Healthy persons might meet MEMS, too. Already such small devices are being used in sleep movement studies, where subjects wear “tilt monitors” to record nighttime tosses and turns. Athletes might use these sensors to control their posture, says Roy. “Not all bioMEMS systems have to be implanted,” he adds. MEMS sensors have been built into a sleep vest that can warn parents when a baby susceptible to Sudden Infant Death Syndrome has stopped breathing. A healthy John Glenn, when he returned to space a few years ago, swallowed a bioMEMS pill that, as it worked its way through his gut, monitored the effects of weightlessness on his inner spaces.
Other researchers are applying mathematical models of ants and other animals to bioMEMS. Swarm theories that look at how these creatures, incapable of certain behavior on their own but able, as a community, to operate in ways that clearly show intelligence, might lead to smart devices that can mobilize a microscopic army to surround a tumor and destroy it. Drug-delivery devices could pinpoint areas of the body for drug therapy; one device can already dispense minuscule, but precise, doses of painkillers to treat lower back pain.
“We figure out how to solve problems,” says Roy. The Cleveland Clinic, he says, will never be in the business of selling its MEMS products (a technology transfer office passes on prototypes to start-up companies). “MEMS doesn’t refer to one technology. It’s a way of making things small and smart.” Some of Roy’s creations will be as small as a grain of rice.
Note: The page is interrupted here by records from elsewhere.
//! Daemon configuration.
//!
//! Configuration is loaded in the following order (later overrides earlier):
//! 1. Default values
//! 2. YAML config file (if specified via DPCTL_CONFIG)
//! 3. Environment variables (DPCTL_BIND, DPCTL_SOCKET)

use dpctl_client::ClientConfig;
use serde::{Deserialize, Serialize};
use std::net::SocketAddr;
use std::path::{Path, PathBuf};
use std::time::Duration;
use thiserror::Error;

#[derive(Debug, Error)]
pub enum ConfigError {
    #[error("failed to read config file {}: {}", .0.display(), .1)]
    Io(PathBuf, #[source] std::io::Error),

    #[error("failed to parse config file {}: {}", .0.display(), .1)]
    Parse(PathBuf, String),
}

/// Daemon configuration.
#[derive(Debug, Clone, Default, Serialize, Deserialize)]
#[serde(default)]
pub struct Config {
    /// HTTP API configuration.
    pub http: HttpConfig,
    /// Dataplane connection configuration.
    pub dataplane: DataplaneConfig,
}

impl Config {
    /// Loads configuration from file, then applies environment variable
    /// overrides.
    pub fn load() -> Result<Self, ConfigError> {
        let mut config = Self::default();

        if let Ok(path) = std::env::var("DPCTL_CONFIG") {
            config = Self::from_file(&path)?;
        }

        config.apply_env_overrides();
        Ok(config)
    }

    /// Loads configuration from a YAML file.
    pub fn from_file(path: impl AsRef<Path>) -> Result<Self, ConfigError> {
        let path = path.as_ref();
        let content =
            std::fs::read_to_string(path).map_err(|e| ConfigError::Io(path.to_path_buf(), e))?;
        let config: Config = serde_yaml::from_str(&content)
            .map_err(|e| ConfigError::Parse(path.to_path_buf(), e.to_string()))?;
        Ok(config)
    }

    fn apply_env_overrides(&mut self) {
        if let Ok(addr) = std::env::var("DPCTL_BIND") {
            if let Ok(parsed) = addr.parse() {
                self.http.bind_addr = parsed;
            }
        }
        if let Ok(socket) = std::env::var("DPCTL_SOCKET") {
            self.dataplane.socket = PathBuf::from(socket);
        }
    }

    /// The correlation-engine deadlines derived from this configuration.
    pub fn client_config(&self) -> ClientConfig {
        ClientConfig::new()
            .with_open_timeout(Duration::from_secs(self.dataplane.open_timeout_secs))
            .with_request_timeout(Duration::from_secs(self.dataplane.request_timeout_secs))
    }
}

/// HTTP API configuration.
#[derive(Debug, Clone, Serialize, Deserialize)]
#[serde(default)]
pub struct HttpConfig {
    /// Address to bind to.
    pub bind_addr: SocketAddr,
}

impl Default for HttpConfig {
    fn default() -> Self {
        Self {
            bind_addr: "127.0.0.1:8080".parse().unwrap(),
        }
    }
}

/// Dataplane connection configuration.
#[derive(Debug, Clone, Serialize, Deserialize)]
#[serde(default)]
pub struct DataplaneConfig {
    /// Path to the dataplane DCP socket.
    pub socket: PathBuf,
    /// Stream acquisition timeout in seconds.
    pub open_timeout_secs: u64,
    /// Per-receive reply timeout in seconds.
    pub request_timeout_secs: u64,
}

impl Default for DataplaneConfig {
    fn default() -> Self {
        Self {
            socket: PathBuf::from("/run/dataplane/dcp.sock"),
            open_timeout_secs: 10,
            request_timeout_secs: 30,
        }
    }
}

#[cfg(test)]
mod tests {
    use super::*;

    #[test]
    fn test_defaults() {
        let config = Config::default();
        assert_eq!(config.http.bind_addr.port(), 8080);
        assert_eq!(
            config.dataplane.socket,
            PathBuf::from("/run/dataplane/dcp.sock")
        );
        assert_eq!(config.dataplane.request_timeout_secs, 30);
    }

    #[test]
    fn test_from_file_partial_yaml() {
        let dir = std::env::temp_dir();
        let path = dir.join(format!("dpctl-config-{}.yaml", std::process::id()));
        std::fs::write(
            &path,
            "http:\n  bind_addr: 0.0.0.0:9090\ndataplane:\n  socket: /tmp/dcp.sock\n",
        )
        .unwrap();

        let config = Config::from_file(&path).unwrap();
        assert_eq!(config.http.bind_addr.port(), 9090);
        assert_eq!(config.dataplane.socket, PathBuf::from("/tmp/dcp.sock"));
        // Unspecified fields keep their defaults.
        assert_eq!(config.dataplane.open_timeout_secs, 10);

        std::fs::remove_file(&path).unwrap();
    }

    #[test]
    fn test_from_file_missing() {
        let err = Config::from_file("/nonexistent/dpctl.yaml").unwrap_err();
        assert!(matches!(err, ConfigError::Io(..)));
    }

    #[test]
    fn test_client_config_derivation() {
        let mut config = Config::default();
        config.dataplane.open_timeout_secs = 3;
        config.dataplane.request_timeout_secs = 7;

        let client = config.client_config();
        assert_eq!(client.open_timeout, Duration::from_secs(3));
        assert_eq!(client.request_timeout, Duration::from_secs(7));
    }
}
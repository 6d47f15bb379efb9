//! Service-level errors and remote status mapping.

use crate::convert::ConvertError;
use dpctl_client::ClientError;
use thiserror::Error;

#[derive(Debug, Error)]
pub enum CoreError {
    #[error("VRF {id} not found")]
    VrfNotFound { id: u32 },

    #[error("{what} not found")]
    NotFound { what: String },

    #[error("{what} already exists")]
    AlreadyExists { what: String },

    #[error("invalid input: {reason}")]
    InvalidInput { reason: String },

    #[error("conversion failed: {0}")]
    Convert(#[from] ConvertError),

    #[error("dataplane request failed: {0}")]
    Dataplane(#[from] ClientError),

    /// A two-phase operation with one or more failed phases; each entry
    /// names the address family that failed.
    #[error("{op} VRF {id} failed: {}", format_phases(.errors))]
    TwoPhase {
        op: &'static str,
        id: u32,
        errors: Vec<(&'static str, ClientError)>,
    },
}

fn format_phases(errors: &[(&'static str, ClientError)]) -> String {
    errors
        .iter()
        .map(|(family, err)| format!("{family}: {err}"))
        .collect::<Vec<_>>()
        .join("; ")
}

/// Maps a remote rejection onto a domain outcome by status code; anything
/// that is not a classified remote status stays a dataplane failure.
pub(crate) fn map_remote(what: impl Into<String>, err: ClientError) -> CoreError {
    match err.remote_status() {
        Some(status) if status.is_not_found() => CoreError::NotFound { what: what.into() },
        Some(status) if status.is_already_exists() => CoreError::AlreadyExists { what: what.into() },
        _ => CoreError::Dataplane(err),
    }
}

#[cfg(test)]
mod tests {
    use super::*;
    use dpctl_wire::Status;

    #[test]
    fn test_map_remote_not_found() {
        let err = ClientError::Remote {
            message: "ip_route_lookup_reply",
            status: Status::NO_SUCH_ENTRY,
        };
        assert!(matches!(
            map_remote("route 10.0.0.0/24", err),
            CoreError::NotFound { .. }
        ));
    }

    #[test]
    fn test_map_remote_already_exists() {
        let err = ClientError::Remote {
            message: "sw_interface_add_del_address_reply",
            status: Status::ADDRESS_IN_USE,
        };
        assert!(matches!(
            map_remote("address", err),
            CoreError::AlreadyExists { .. }
        ));
    }

    #[test]
    fn test_map_remote_other_status_stays_dataplane() {
        let err = ClientError::Remote {
            message: "ip_table_add_del_reply",
            status: Status::UNSPECIFIED,
        };
        assert!(matches!(map_remote("vrf", err), CoreError::Dataplane(_)));
    }

    #[test]
    fn test_map_remote_transport_error_stays_dataplane() {
        let err = ClientError::Connection(dpctl_client::TransportError::Closed);
        assert!(matches!(map_remote("vrf", err), CoreError::Dataplane(_)));
    }

    #[test]
    fn test_two_phase_display_names_families() {
        let err = CoreError::TwoPhase {
            op: "delete",
            id: 7,
            errors: vec![
                (
                    "IPv4",
                    ClientError::Remote {
                        message: "ip_table_add_del_reply",
                        status: Status::NO_SUCH_FIB,
                    },
                ),
                (
                    "IPv6",
                    ClientError::Remote {
                        message: "ip_table_add_del_reply",
                        status: Status::UNSPECIFIED,
                    },
                ),
            ],
        };
        let text = err.to_string();
        assert!(text.contains("delete VRF 7"));
        assert!(text.contains("IPv4: "));
        assert!(text.contains("IPv6: "));
    }
}
//! Session control and system messages.

use crate::error::Status;
use serde::{Deserialize, Serialize};

/// Probe message used to bound variable-length reply streams.
///
/// Sent immediately after a dump request; the dataplane echoes a
/// [`ControlPingReply`] after the last detail message, marking the end of
/// the stream.
#[derive(Debug, Clone, Default, Serialize, Deserialize)]
pub struct ControlPing {}

/// Reply to [`ControlPing`]; the dump-termination sentinel.
#[derive(Debug, Clone, Default, Serialize, Deserialize)]
pub struct ControlPingReply {
    pub retval: Status,
}

/// Requests the dataplane build information.
#[derive(Debug, Clone, Default, Serialize, Deserialize)]
pub struct ShowVersion {}

#[derive(Debug, Clone, Default, Serialize, Deserialize)]
pub struct ShowVersionReply {
    pub retval: Status,
    pub program: String,
    pub version: String,
    pub build_date: String,
    pub build_directory: String,
}
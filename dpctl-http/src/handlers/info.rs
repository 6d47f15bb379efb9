//! System info handlers.

use crate::dto::VersionResponse;
use crate::error::ApiError;
use crate::state::AppState;
use axum::extract::State;
use axum::Json;

pub async fn version(State(state): State<AppState>) -> Result<Json<VersionResponse>, ApiError> {
    let info = state.info.version().await?;
    Ok(Json(info.into()))
}
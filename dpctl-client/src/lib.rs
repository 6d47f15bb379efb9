//! # dpctl-client
//!
//! Dataplane client for dpctl.
//!
//! This crate provides:
//! - The [`transport::Stream`]/[`transport::Transport`] abstraction and a
//!   Unix-socket implementation over the DCP wire codec
//! - The request/reply correlation engine: unary calls, sentinel-bounded
//!   dumps, and raw stream access
//! - The client error taxonomy
//! - A scripted mock transport for tests ([`testing`])

pub mod client;
pub mod error;
pub mod testing;
pub mod transport;
pub mod uds;

pub use client::{recv_within, Client, ClientConfig};
pub use error::ClientError;
pub use transport::{Stream, Transport, TransportError};
pub use uds::UnixTransport;
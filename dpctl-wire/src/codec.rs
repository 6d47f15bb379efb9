//! Encoding and decoding of messages to and from DCP frames.
//!
//! The frame payload is a JSON envelope `{"msg": <wire name>, "body": {…}}`;
//! decoding dispatches on the wire name through the message registry.

use crate::error::WireError;
use crate::frame::Frame;
use crate::message::{self, Message};
use bytes::{Bytes, BytesMut};
use serde::{Deserialize, Serialize};
use serde_json::Value;

#[derive(Serialize, Deserialize)]
struct Envelope {
    msg: String,
    body: Value,
}

/// Encodes a message into a complete frame, ready for the socket.
pub fn encode_message(msg: &dyn Message) -> Result<BytesMut, WireError> {
    let envelope = Envelope {
        msg: msg.name().to_string(),
        body: msg.body()?,
    };
    let payload = serde_json::to_vec(&envelope)?;
    Frame::new(Bytes::from(payload)).encode()
}

/// Decodes a frame payload into a typed message.
pub fn decode_message(frame: &Frame) -> Result<Box<dyn Message>, WireError> {
    let envelope: Envelope = serde_json::from_slice(&frame.payload)?;
    message::decode_body(&envelope.msg, envelope.body)
}

/// Incremental frame decoder over a byte stream.
#[derive(Debug)]
pub struct Decoder {
    buffer: BytesMut,
}

impl Decoder {
    pub fn new() -> Self {
        Self {
            buffer: BytesMut::with_capacity(8192),
        }
    }

    /// Appends data to the internal buffer.
    pub fn extend(&mut self, data: &[u8]) {
        self.buffer.extend_from_slice(data);
    }

    /// Attempts to decode the next frame from the buffer.
    pub fn decode_frame(&mut self) -> Result<Option<Frame>, WireError> {
        Frame::decode(&mut self.buffer)
    }

    /// Attempts to decode the next complete message from the buffer.
    pub fn decode_message(&mut self) -> Result<Option<Box<dyn Message>>, WireError> {
        match self.decode_frame()? {
            Some(frame) => Ok(Some(decode_message(&frame)?)),
            None => Ok(None),
        }
    }

    /// Returns the number of bytes currently buffered.
    pub fn buffered(&self) -> usize {
        self.buffer.len()
    }

    /// Clears the internal buffer.
    pub fn clear(&mut self) {
        self.buffer.clear();
    }
}

impl Default for Decoder {
    fn default() -> Self {
        Self::new()
    }
}
//! Wire errors and the dataplane status-code table.

use serde::{Deserialize, Serialize};
use std::fmt;
use thiserror::Error;

/// Errors raised while framing or (de)serializing DCP messages.
#[derive(Debug, Error)]
pub enum WireError {
    #[error("invalid magic bytes: expected 'DCP1', got {0:?}")]
    InvalidMagic([u8; 4]),

    #[error("unsupported protocol version: {0}")]
    UnsupportedVersion(u16),

    #[error("frame too large: {size} bytes (max {max})")]
    FrameTooLarge { size: u32, max: u32 },

    #[error("CRC mismatch: expected {expected:#x}, got {actual:#x}")]
    CrcMismatch { expected: u32, actual: u32 },

    #[error("invalid frame flags: {0:#x}")]
    InvalidFlags(u16),

    #[error("unknown message name: {0}")]
    UnknownMessage(String),

    #[error("JSON error: {0}")]
    Json(#[from] serde_json::Error),

    #[error("invalid UTF-8 in payload")]
    InvalidUtf8,
}

/// Scalar status code embedded in dataplane replies.
///
/// Zero is success; nonzero values are dataplane-defined errors. The named
/// constants below are part of the DCP contract and must remain stable.
/// Callers classify by code, never by message text.
#[derive(Debug, Clone, Copy, Default, PartialEq, Eq, Hash, Serialize, Deserialize)]
#[serde(transparent)]
pub struct Status(pub i32);

impl Status {
    pub const OK: Status = Status(0);
    pub const UNSPECIFIED: Status = Status(-1);
    pub const INVALID_SW_IF_INDEX: Status = Status(-2);
    pub const NO_SUCH_FIB: Status = Status(-3);
    pub const NO_SUCH_ENTRY: Status = Status(-6);
    pub const INVALID_VALUE: Status = Status(-7);
    pub const ADDRESS_IN_USE: Status = Status(-12);
    pub const ALREADY_EXISTS: Status = Status(-17);
    pub const TABLE_IN_USE: Status = Status(-42);

    pub fn code(&self) -> i32 {
        self.0
    }

    pub fn is_ok(&self) -> bool {
        self.0 == 0
    }

    /// Codes that mean the referenced object does not exist.
    pub fn is_not_found(&self) -> bool {
        matches!(
            *self,
            Status::INVALID_SW_IF_INDEX | Status::NO_SUCH_FIB | Status::NO_SUCH_ENTRY
        )
    }

    /// Codes that mean the object (or address) is already present.
    pub fn is_already_exists(&self) -> bool {
        matches!(*self, Status::ADDRESS_IN_USE | Status::ALREADY_EXISTS)
    }
}

impl fmt::Display for Status {
    fn fmt(&self, f: &mut fmt::Formatter<'_>) -> fmt::Result {
        let name = match *self {
            Status::OK => "OK",
            Status::UNSPECIFIED => "UNSPECIFIED",
            Status::INVALID_SW_IF_INDEX => "INVALID_SW_IF_INDEX",
            Status::NO_SUCH_FIB => "NO_SUCH_FIB",
            Status::NO_SUCH_ENTRY => "NO_SUCH_ENTRY",
            Status::INVALID_VALUE => "INVALID_VALUE",
            Status::ADDRESS_IN_USE => "ADDRESS_IN_USE",
            Status::ALREADY_EXISTS => "ALREADY_EXISTS",
            Status::TABLE_IN_USE => "TABLE_IN_USE",
            Status(code) => return write!(f, "status {code}"),
        };
        write!(f, "{name} ({})", self.0)
    }
}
A recent Clinic breakthrough, though it didn’t come out of the BioMEMS lab, won national attention earlier this year when Dr. Jay Yadav, an interventional cardiologist, announced the development of a thumbnail-size implantable heart monitor that, once anchored on the heart wall, will relay information about pressure changes in the heart’s chambers to a computer or monitor outside the body by the use of wireless telemetry. Technology that helps a plane engine run smoothly will help diseased hearts maintain optimal performance.
This R&D work isn’t cheap, notes Roy. But once a device has been designed and tested, millions can be manufactured at a relatively inexpensive cost, much like the mass-produced microchips that run our personal computers. The Pittsburgh-based MEMS Industry Group estimates that by 2004, there will be five MEMS devices for every person in the U.S.
And, if Roy and Fleischman are successful in the lab, many of those devices will be in or on Americans quietly monitoring patients’ health as they leave the hospital.